◆ **What needs to be done**
Repeat exactly the lines below that lie between the line with "Grid-adjacent cell one" and the line with "fn sorted_unique(mut values: Vec<f64>)", counting both of those lines as part of the answer.

--- Supplied material ---

//! Sparse routing grid built from box edges and connection points

use super::geometry::{Axis, Edge, Point, Rect};

/// Distance of a cell the wave has not reached
pub const UNREACHED: u32 = u32::MAX;

/// One step between grid-adjacent cells
#[derive(Debug, Clone, Copy, PartialEq, Eq)]
pub enum Direction {
    Left,
    Right,
    Up,
    Down,
}

impl Direction {
    pub const ALL: [Direction; 4] = [
        Direction::Left,
        Direction::Right,
        Direction::Up,
        Direction::Down,
    ];

    pub fn axis(self) -> Axis {
        match self {
            Direction::Left | Direction::Right => Axis::Horizontal,
            Direction::Up | Direction::Down => Axis::Vertical,
        }
    }
}

/// A grid cell: a pixel coordinate plus search state
#[derive(Debug, Clone, Copy, PartialEq)]
pub struct GridPoint {
    pub x: f64,
    pub y: f64,
    pub ix: usize,
    pub iy: usize,
    pub distance: u32,
    pub permitted: bool,
}

impl GridPoint {
    pub fn point(&self) -> Point {
        Point::new(self.x, self.y)
    }

    pub fn is_reached(&self) -> bool {
        self.distance != UNREACHED
    }
}

/// Inputs to grid construction
#[derive(Debug, Clone)]
pub struct GridSpec<'a> {
    pub start_box: Rect,
    pub end_box: Rect,
    /// Start connection point projected onto `start_box`
    pub start_point: Point,
    /// End connection point projected onto `end_box`
    pub end_point: Point,
    pub start_edge: Edge,
    pub end_edge: Edge,
    /// Margin-expanded obstacle boxes
    pub obstacles: &'a [Rect],
}

/// Table of grid points, stored row-major
#[derive(Debug, Clone)]
pub struct Grid {
    pub xs: Vec<f64>,
    pub ys: Vec<f64>,
    points: Vec<GridPoint>,
}

impl Grid {
    /// Build the grid for one search attempt
    pub fn build(spec: &GridSpec<'_>) -> Grid {
        let mut xs = Vec::with_capacity(6 + 3 * spec.obstacles.len());
        let mut ys = Vec::with_capacity(6 + 3 * spec.obstacles.len());

        push_box_lines(&mut xs, &mut ys, &spec.start_box, spec.start_edge, spec.start_point);
        push_box_lines(&mut xs, &mut ys, &spec.end_box, spec.end_edge, spec.end_point);
        for obstacle in spec.obstacles {
            let center = obstacle.center();
            xs.extend([obstacle.start, center.x, obstacle.end]);
            ys.extend([obstacle.top, center.y, obstacle.bottom]);
        }

        let xs = sorted_unique(xs);
        let ys = sorted_unique(ys);

        let mut points = Vec::with_capacity(xs.len() * ys.len());
        for (iy, &y) in ys.iter().enumerate() {
            for (ix, &x) in xs.iter().enumerate() {
                let point = Point::new(x, y);
                let permitted = point == spec.start_point
                    || point == spec.end_point
                    || is_free(point, spec);
                points.push(GridPoint {
                    x,
                    y,
                    ix,
                    iy,
                    distance: UNREACHED,
                    permitted,
                });
            }
        }

        Grid { xs, ys, points }
    }

    /// Number of columns
    pub fn width(&self) -> usize {
        self.xs.len()
    }

    /// Number of rows
    pub fn height(&self) -> usize {
        self.ys.len()
    }

    pub fn get(&self, ix: usize, iy: usize) -> Option<&GridPoint> {
        if ix < self.width() && iy < self.height() {
            self.points.get(iy * self.width() + ix)
        } else {
            None
        }
    }

    pub fn get_mut(&mut self, ix: usize, iy: usize) -> Option<&mut GridPoint> {
        if ix < self.width() && iy < self.height() {
            let width = self.width();
            self.points.get_mut(iy * width + ix)
        } else {
            None
        }
    }

    /// Grid indices of a pixel coordinate, if it lies on the grid
    pub fn index_of(&self, point: Point) -> Option<(usize, usize)> {
        let ix = self.xs.iter().position(|&x| x == point.x)?;
        let iy = self.ys.iter().position(|&y| y == point.y)?;
        Some((ix, iy))
    }

    /// Grid-adjacent cell one step away in `direction`
    pub fn neighbor(&self, ix: usize, iy: usize, direction: Direction) -> Option<&GridPoint> {
        match direction {
            Direction::Left => ix.checked_sub(1).and_then(|nx| self.get(nx, iy)),
            Direction::Right => self.get(ix + 1, iy),
            Direction::Up => iy.checked_sub(1).and_then(|ny| self.get(ix, ny)),
            Direction::Down => self.get(ix, iy + 1),
        }
    }

    pub fn points(&self) -> impl Iterator<Item = &GridPoint> {
        self.points.iter()
    }
}

/// Add the three lines a terminal box contributes on each axis
///
/// Along the connected edge the connection coordinate replaces the box middle,
/// so the connection point is always a grid node.
fn push_box_lines(xs: &mut Vec<f64>, ys: &mut Vec<f64>, rect: &Rect, edge: Edge, point: Point) {
    let center = rect.center();
    let (mid_x, mid_y) = match edge.axis() {
        Axis::Vertical => (point.x, center.y),
        Axis::Horizontal => (center.x, point.y),
    };
    xs.extend([rect.start, mid_x, rect.end]);
    ys.extend([rect.top, mid_y, rect.bottom]);
}

fn sorted_unique(mut values: Vec<f64>) -> Vec<f64> {
    values.sort_by(f64::total_cmp);
    values.dedup();
    values
}

fn is_free(point: Point, spec: &GridSpec<'_>) -> bool {
    !spec.start_box.contains_strictly(point)
        && !spec.end_box.contains_strictly(point)
        && spec
            .obstacles
            .iter()
            .all(|obstacle| !obstacle.contains_strictly(point))
}

#[cfg(test)]
mod tests {
    use super::*;

    fn spec_without_obstacles<'a>() -> GridSpec<'a> {
        GridSpec {
            start_box: Rect::new(-5.0, 62.0, -2.0, 22.0),
            end_box: Rect::new(188.0, 255.0, 98.0, 122.0),
            start_point: Point::new(62.0, 10.0),
            end_point: Point::new(188.0, 110.0),
            start_edge: Edge::Right,
            end_edge: Edge::Left,
            obstacles: &[],
        }
    }

    #[test]
    fn test_grid_coordinates_sorted_and_unique() {
        let grid = Grid::build(&spec_without_obstacles());
        assert_eq!(grid.xs, vec![-5.0, 28.5, 62.0, 188.0, 221.5, 255.0]);
        assert_eq!(grid.ys, vec![-2.0, 10.0, 22.0, 98.0, 110.0, 122.0]);
        assert_eq!(grid.points().count(), grid.width() * grid.height());
    }

    #[test]
    fn test_box_interiors_are_blocked() {
        let grid = Grid::build(&spec_without_obstacles());
        let blocked: Vec<_> = grid
            .points()
            .filter(|p| !p.permitted)
            .map(|p| (p.x, p.y))
            .collect();
        assert_eq!(blocked, vec![(28.5, 10.0), (221.5, 110.0)]);
    }

    #[test]
    fn test_connection_points_are_on_grid() {
        let spec = spec_without_obstacles();
        let grid = Grid::build(&spec);
        assert_eq!(grid.index_of(spec.start_point), Some((2, 1)));
        assert_eq!(grid.index_of(spec.end_point), Some((3, 4)));
        assert_eq!(grid.index_of(Point::new(1.0, 1.0)), None);
    }

    #[test]
    fn test_vertical_connection_uses_connection_x() {
        let spec = GridSpec {
            start_box: Rect::new(0.0, 40.0, -12.0, 22.0),
            end_box: Rect::new(100.0, 140.0, 90.0, 130.0),
            start_point: Point::new(27.0, -12.0),
            end_point: Point::new(120.0, 90.0),
            start_edge: Edge::Top,
            end_edge: Edge::Top,
            obstacles: &[],
        };
        let grid = Grid::build(&spec);
        assert!(grid.xs.contains(&27.0));
        assert!(!grid.xs.contains(&20.0));
        assert!(grid.ys.contains(&5.0));
    }

    #[test]
    fn test_connection_point_inside_obstacle_stays_permitted() {
        let obstacles = [Rect::new(150.0, 200.0, 100.0, 120.0)];
        let spec = GridSpec {
            obstacles: &obstacles,
            ..spec_without_obstacles()
        };
        let grid = Grid::build(&spec);
        let (ix, iy) = grid.index_of(spec.end_point).expect("end point on grid");
        assert!(grid.get(ix, iy).expect("cell").permitted);

        let (ox, oy) = grid.index_of(Point::new(175.0, 110.0)).expect("obstacle center");
        assert!(!grid.get(ox, oy).expect("cell").permitted);
    }

    #[test]
    fn test_neighbors_respect_bounds() {
        let grid = Grid::build(&spec_without_obstacles());
        assert!(grid.neighbor(0, 0, Direction::Left).is_none());
        assert!(grid.neighbor(0, 0, Direction::Up).is_none());
        assert_eq!(grid.neighbor(0, 0, Direction::Right).map(|p| p.ix), Some(1));
        assert_eq!(grid.neighbor(5, 5, Direction::Down), None);
    }

    #[test]
    fn test_cells_start_unreached() {
        let grid = Grid::build(&spec_without_obstacles());
        assert!(grid.points().all(|p| !p.is_reached()));
    }
}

---

◆ **Answer section**
    /// Grid-adjacent cell one step away in `direction`
    pub fn neighbor(&self, ix: usize, iy: usize, direction: Direction) -> Option<&GridPoint> {
        match direction {
            Direction::Left => ix.checked_sub(1).and_then(|nx| self.get(nx, iy)),
            Direction::Right => self.get(ix + 1, iy),
            Direction::Up => iy.checked_sub(1).and_then(|ny| self.get(ix, ny)),
            Direction::Down => self.get(ix, iy + 1),
        }
    }

    pub fn points(&self) -> impl Iterator<Item = &GridPoint> {
        self.points.iter()
    }
}

/// Add the three lines a terminal box contributes on each axis
///
/// Along the connected edge the connection coordinate replaces the box middle,
/// so the connection point is always a grid node.
fn push_box_lines(xs: &mut Vec<f64>, ys: &mut Vec<f64>, rect: &Rect, edge: Edge, point: Point) {
    let center = rect.center();
    let (mid_x, mid_y) = match edge.axis() {
        Axis::Vertical => (point.x, center.y),
        Axis::Horizontal => (center.x, point.y),
    };
    xs.extend([rect.start, mid_x, rect.end]);
    ys.extend([rect.top, mid_y, rect.bottom]);
}

fn sorted_unique(mut values: Vec<f64>) -> Vec<f64> {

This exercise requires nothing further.